▶ DATA PROVIDED:
■ ■ ■

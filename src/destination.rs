// ABOUTME: Destination access for the sync engine
// ABOUTME: CallDestination trait plus its PostgreSQL implementation over tokio-postgres

use anyhow::{Context, Result};
use async_trait::async_trait;
use chrono::{NaiveDate, NaiveDateTime, NaiveTime};
use tokio_postgres::Client;

use crate::config::LoadMode;
use crate::load::LoadWriter;
use crate::model::{NormalizedCallRecord, Watermark};

/// The replicated table. Doubles as the store of replication progress.
#[async_trait]
pub trait CallDestination: Send {
    /// Newest (date, time) present: max date, then max time on that date.
    async fn newest(&mut self) -> Result<Watermark>;

    /// Whether a row with exactly this timestamp exists.
    async fn contains(&mut self, at: NaiveDateTime) -> Result<bool>;

    /// Whether any row is newer than `at`.
    async fn has_rows_after(&mut self, at: NaiveDateTime) -> Result<bool>;

    /// Append a page atomically, returning the number of rows inserted.
    async fn append(&mut self, rows: &[NormalizedCallRecord]) -> Result<u64>;
}

/// [`CallDestination`] backed by PostgreSQL.
pub struct PostgresDestination {
    client: Client,
    writer: LoadWriter,
}

impl PostgresDestination {
    pub fn new(client: Client, load_mode: LoadMode) -> Self {
        Self {
            client,
            writer: LoadWriter::new(load_mode),
        }
    }

    /// Connect to `url`.
    pub async fn connect(url: &str, load_mode: LoadMode) -> Result<Self> {
        let client = crate::postgres::connect(url)
            .await
            .context("Failed to connect to destination database")?;
        Ok(Self::new(client, load_mode))
    }

    pub fn client(&self) -> &Client {
        &self.client
    }

    /// Total rows in the destination table.
    pub async fn row_count(&self) -> Result<i64> {
        let row = self
            .client
            .query_one("SELECT COUNT(*) FROM fato_chamadas", &[])
            .await
            .context("Failed to count rows in fato_chamadas")?;
        Ok(row.get(0))
    }
}

#[async_trait]
impl CallDestination for PostgresDestination {
    async fn newest(&mut self) -> Result<Watermark> {
        let row = self
            .client
            .query_one(
                "SELECT MAX(data), MAX(hora)
                 FROM fato_chamadas
                 WHERE data = (SELECT MAX(data) FROM fato_chamadas)",
                &[],
            )
            .await
            .context("Failed to read newest timestamp from fato_chamadas")?;

        let data: Option<NaiveDate> = row.get(0);
        let hora: Option<NaiveTime> = row.get(1);
        Ok(Watermark::from_parts(data, hora))
    }

    async fn contains(&mut self, at: NaiveDateTime) -> Result<bool> {
        let row = self
            .client
            .query_one(
                "SELECT EXISTS(SELECT 1 FROM fato_chamadas WHERE data = $1 AND hora = $2)",
                &[&at.date(), &at.time()],
            )
            .await
            .context("Failed to look up checkpoint row in fato_chamadas")?;
        Ok(row.get(0))
    }

    async fn has_rows_after(&mut self, at: NaiveDateTime) -> Result<bool> {
        let row = self
            .client
            .query_one(
                "SELECT EXISTS(
                    SELECT 1 FROM fato_chamadas
                    WHERE data > $1 OR (data = $1 AND hora > $2)
                 )",
                &[&at.date(), &at.time()],
            )
            .await
            .context("Failed to look for rows newer than checkpoint in fato_chamadas")?;
        Ok(row.get(0))
    }

    async fn append(&mut self, rows: &[NormalizedCallRecord]) -> Result<u64> {
        self.writer.append(&mut self.client, rows).await
    }
}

■ ■ ■

▶ EXERCISE BRIEF: The full listing above is to be copied exactly, line for line.

▶ REPLY:
filename src/destination.rs
// ABOUTME: Destination access for the sync engine
// ABOUTME: CallDestination trait plus its PostgreSQL implementation over tokio-postgres

use anyhow::{Context, Result};
use async_trait::async_trait;
use chrono::{NaiveDate, NaiveDateTime, NaiveTime};
use tokio_postgres::Client;

use crate::config::LoadMode;
use crate::load::LoadWriter;
use crate::model::{NormalizedCallRecord, Watermark};

/// The replicated table. Doubles as the store of replication progress.
#[async_trait]
pub trait CallDestination: Send {
    /// Newest (date, time) present: max date, then max time on that date.
    async fn newest(&mut self) -> Result<Watermark>;

    /// Whether a row with exactly this timestamp exists.
    async fn contains(&mut self, at: NaiveDateTime) -> Result<bool>;

    /// Whether any row is newer than `at`.
    async fn has_rows_after(&mut self, at: NaiveDateTime) -> Result<bool>;

    /// Append a page atomically, returning the number of rows inserted.
    async fn append(&mut self, rows: &[NormalizedCallRecord]) -> Result<u64>;
}

/// [`CallDestination`] backed by PostgreSQL.
pub struct PostgresDestination {
    client: Client,
    writer: LoadWriter,
}

impl PostgresDestination {
    pub fn new(client: Client, load_mode: LoadMode) -> Self {
        Self {
            client,
            writer: LoadWriter::new(load_mode),
        }
    }

    /// Connect to `url`.
    pub async fn connect(url: &str, load_mode: LoadMode) -> Result<Self> {
        let client = crate::postgres::connect(url)
            .await
            .context("Failed to connect to destination database")?;
        Ok(Self::new(client, load_mode))
    }

    pub fn client(&self) -> &Client {
        &self.client
    }

    /// Total rows in the destination table.
    pub async fn row_count(&self) -> Result<i64> {
        let row = self
            .client
            .query_one("SELECT COUNT(*) FROM fato_chamadas", &[])
            .await
            .context("Failed to count rows in fato_chamadas")?;
        Ok(row.get(0))
    }
}

#[async_trait]
impl CallDestination for PostgresDestination {
    async fn newest(&mut self) -> Result<Watermark> {
        let row = self
            .client
            .query_one(
                "SELECT MAX(data), MAX(hora)
                 FROM fato_chamadas
                 WHERE data = (SELECT MAX(data) FROM fato_chamadas)",
                &[],
            )
            .await
            .context("Failed to read newest timestamp from fato_chamadas")?;

        let data: Option<NaiveDate> = row.get(0);
        let hora: Option<NaiveTime> = row.get(1);
        Ok(Watermark::from_parts(data, hora))
    }

    async fn contains(&mut self, at: NaiveDateTime) -> Result<bool> {
        let row = self
            .client
            .query_one(
                "SELECT EXISTS(SELECT 1 FROM fato_chamadas WHERE data = $1 AND hora = $2)",
                &[&at.date(), &at.time()],
            )
            .await
            .context("Failed to look up checkpoint row in fato_chamadas")?;
        Ok(row.get(0))
    }

    async fn has_rows_after(&mut self, at: NaiveDateTime) -> Result<bool> {
        let row = self
            .client
            .query_one(
                "SELECT EXISTS(
                    SELECT 1 FROM fato_chamadas
                    WHERE data > $1 OR (data = $1 AND hora > $2)
                 )",
                &[&at.date(), &at.time()],
            )
            .await
            .context("Failed to look for rows newer than checkpoint in fato_chamadas")?;
        Ok(row.get(0))
    }

    async fn append(&mut self, rows: &[NormalizedCallRecord]) -> Result<u64> {
        self.writer.append(&mut self.client, rows).await
    }
}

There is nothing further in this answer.